With an increased demand for local meat, more small farms are taking steps to raise and process animals locally. But small-scale production can mean big risk, especially when things don’t go as planned. Adam Danforth’s Butchering books can help.
My friends Amelia Wolfe and Will Conklin are the proud farmers of the burgeoning Sky View Farm in Sheffield, Massachusetts. They raise milk cows, goats, pigs, and poultry and have recently started a meat share (of which my husband and I heartily partake). As backyard farmers, they seemed to be the ideal readers of Adam Danforth’s recently released Storey book, Butchering Poultry, Rabbit, Lamb, Goat, and Pork. So, naturally, I gifted them a copy and hoped they’d be able to use it. The other day I received this dispatch from Amelia:
Will and I gathered with our neighbors around 9 a.m. to start a long-anticipated butchering day. We and the neighbors had each raised about fifty chickens, so we were preparing to process ninety-six, which is a lot of blood, guts, and feathers to handle on a small farm in one day. While I’m a novice to dairying, I’ve been processing chickens on and off with my parents for over ten years. My neighbors have done it for at least twenty. None of us are newbie back-to-the-landers getting dirty for the first time. Despite our thirty-plus years of combined experience, though, something went very wrong. The mechanical plucker mangled our first few birds. If you only raise fifty birds, four is a lot to lose. I immediately knew what to do! I got out our new book and solved the problem in under five minutes. The diagnosis? The water temperature was too hot, over-scalding the skin and causing it to tear. We had always used a mechanically regulated scalding device or plucked by hand, so none of us had learned to check the scalding temperature. Because Danforth’s book seems geared to the backyard producer, the methods shown were nearly identical to our setup, and the adjustments we had to make were totally doable. I don’t have a picture to back this up because we tend to whip out the camera for frolicking calves and free-running hens, not for butchering day — but I am glad Storey did!

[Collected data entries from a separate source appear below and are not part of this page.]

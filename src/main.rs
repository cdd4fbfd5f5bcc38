//! # copycheck CLI
//!
//! ```bash
//! copycheck --config ./config/copycheck.toml <command>
//! ```
//!
//! | Command | Description |
//! |---------|-------------|
//! | `copycheck init` | Create the SQLite database and run schema migrations |
//! | `copycheck serve` | Start the HTTP API |
//! | `copycheck submit <file>` | Submit a file and print the plagiarism check |
//! | `copycheck report <work_id>` | Show the latest report of a work |
//! | `copycheck reports --assignment <id>` | Show reports for a whole assignment |
//! | `copycheck compare <a> <b>` | Score two local files against each other |
//! | `copycheck wordcloud <work_id>` | Print a word-cloud URL for a work |

use anyhow::{bail, Context};
use clap::{Parser, Subcommand};
use std::path::{Path, PathBuf};
use tokio_util::sync::CancellationToken;
use uuid::Uuid;

use copycheck::config::{self, Config};
use copycheck::reports::print_report;
use copycheck::services::Services;
use copycheck::submission::SubmitRequest;
use copycheck::{migrate, server};
use copycheck_core::extract::{resolve_media_type, MIME_TEXT_MARKDOWN, MIME_TEXT_PLAIN};
use copycheck_core::similarity::{ShingleDetector, DEFAULT_SHINGLE_LEN};

/// copycheck: plagiarism checks for assignment submissions.
///
/// All commands accept a `--config` flag pointing to a TOML configuration
/// file. See `config/copycheck.example.toml` for a full example.
#[derive(Parser)]
#[command(name = "copycheck", version, about)]
struct Cli {
    /// Path to configuration file (TOML).
    #[arg(long, global = true, default_value = "./config/copycheck.toml")]
    config: PathBuf,

    #[command(subcommand)]
    command: Commands,
}

#[derive(Subcommand)]
enum Commands {
    /// Initialize the database schema. Safe to run repeatedly.
    Init,

    /// Start the HTTP API on `[server].bind`.
    Serve,

    /// Submit a file for an assignment and print the result.
    Submit {
        /// File to submit (`.txt`, `.md`, `.markdown`).
        file: PathBuf,

        /// Assignment UUID.
        #[arg(long)]
        assignment: String,

        /// Student UUID.
        #[arg(long)]
        student: String,

        /// Override the media type guessed from the file extension.
        #[arg(long)]
        media_type: Option<String>,
    },

    /// Show the latest report for a work.
    Report {
        /// Work UUID.
        work_id: String,
    },

    /// Show the latest report of every work in an assignment.
    Reports {
        /// Assignment UUID.
        #[arg(long)]
        assignment: String,
    },

    /// Score two local text files without touching the database.
    Compare {
        a: PathBuf,
        b: PathBuf,

        /// Words per shingle.
        #[arg(long, default_value_t = DEFAULT_SHINGLE_LEN)]
        shingle_len: usize,
    },

    /// Print a word-cloud URL for a work's text.
    Wordcloud {
        /// Work UUID.
        work_id: String,
    },
}

fn init_tracing() {
    tracing_subscriber::fmt()
        .with_env_filter(
            tracing_subscriber::EnvFilter::try_from_default_env()
                .unwrap_or_else(|_| tracing_subscriber::EnvFilter::new("info")),
        )
        .with_writer(std::io::stderr)
        .init();
}

fn parse_uuid(raw: &str, what: &str) -> anyhow::Result<Uuid> {
    Uuid::parse_str(raw.trim()).with_context(|| format!("invalid {}: {}", what, raw))
}

#[tokio::main]
async fn main() -> anyhow::Result<()> {
    init_tracing();
    let cli = Cli::parse();

    let config_path = cli.config;
    let load = || config::load_config(&config_path);

    match cli.command {
        Commands::Init => {
            let cfg = load()?;
            migrate::run_migrations(&cfg).await?;
            println!("Database initialized successfully.");
        }
        Commands::Serve => {
            let cfg = load()?;
            server::run_server(&cfg).await?;
        }
        Commands::Submit {
            file,
            assignment,
            student,
            media_type,
        } => {
            let cfg = load()?;
            run_submit(&cfg, &file, &assignment, &student, media_type.as_deref()).await?;
        }
        Commands::Report { work_id } => {
            let cfg = load()?;
            let work_id = parse_uuid(&work_id, "work id")?;
            let services = Services::open(&cfg).await?;
            let result = services.reports.get_report(work_id).await;
            services.close().await;
            print_report(&result?);
        }
        Commands::Reports { assignment } => {
            let cfg = load()?;
            let assignment_id = parse_uuid(&assignment, "assignment id")?;
            let services = Services::open(&cfg).await?;
            let result = services.reports.list_for_assignment(assignment_id).await;
            services.close().await;
            let reports = result?;
            if reports.is_empty() {
                println!("No reports for assignment {}.", assignment_id);
            }
            for (i, report) in reports.iter().enumerate() {
                if i > 0 {
                    println!();
                }
                print_report(report);
            }
        }
        Commands::Wordcloud { work_id } => {
            let cfg = load()?;
            let work_id = parse_uuid(&work_id, "work id")?;
            let services = Services::open(&cfg).await?;
            let result = services.word_clouds.for_work(work_id).await;
            services.close().await;
            println!("{}", result?.word_cloud_url);
        }
        // Needs no config or database.
        Commands::Compare { a, b, shingle_len } => run_compare(&a, &b, shingle_len)?,
    }

    Ok(())
}

async fn run_submit(
    cfg: &Config,
    file: &Path,
    assignment: &str,
    student: &str,
    media_type: Option<&str>,
) -> anyhow::Result<()> {
    let assignment_id = parse_uuid(assignment, "assignment id")?;
    let student_id = parse_uuid(student, "student id")?;

    let bytes = std::fs::read(file).with_context(|| format!("failed to read {}", file.display()))?;
    if bytes.len() > cfg.server.max_upload_bytes {
        bail!(
            "{} is larger than the {} byte limit",
            file.display(),
            cfg.server.max_upload_bytes
        );
    }
    let file_name = file
        .file_name()
        .map(|n| n.to_string_lossy().into_owned())
        .unwrap_or_else(|| "upload".to_string());
    let media_type = resolve_media_type(media_type, &file_name);
    if media_type != MIME_TEXT_PLAIN && media_type != MIME_TEXT_MARKDOWN {
        bail!("unsupported media type {} for {}", media_type, file.display());
    }

    let cancel = CancellationToken::new();
    let on_signal = cancel.clone();
    tokio::spawn(async move {
        if tokio::signal::ctrl_c().await.is_ok() {
            on_signal.cancel();
        }
    });

    let services = Services::open(cfg).await?;
    let request = SubmitRequest {
        assignment_id,
        student_id,
        file_name,
        media_type,
        bytes,
    };
    let result = services.submissions.submit(request, &cancel).await;
    services.close().await;
    let outcome = result?;

    println!("work_id:        {}", outcome.work.id);
    println!("content_hash:   {}", outcome.content.content_hash);
    println!("score:          {:.4}", outcome.report.score);
    println!("is_plagiarized: {}", outcome.report.is_plagiarized);
    if let Some(matched) = outcome.report.matched_work_id {
        println!("matched_work:   {}", matched);
    }
    Ok(())
}

fn run_compare(a: &Path, b: &Path, shingle_len: usize) -> anyhow::Result<()> {
    if shingle_len == 0 {
        bail!("--shingle-len must be > 0");
    }
    let read = |p: &Path| {
        std::fs::read_to_string(p).with_context(|| format!("failed to read {}", p.display()))
    };
    let detector = ShingleDetector::new(shingle_len);
    let score = detector.score(&read(a)?, &read(b)?);
    println!("{:.4}", score);
    Ok(())
}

Amelia also told me that a quick inventory of their shelves turned up “at least four more” Storey books. “And they don’t stay in the shelf long,” she says, “because I refer to them so often.” Although cookbook pages are often spattered with chocolate or oil, Amelia noted that her butchering book is now, appropriately, spattered with a little chicken blood. She declined to send a photo of that either, but I’m glad the right book was on the shelf to save the day!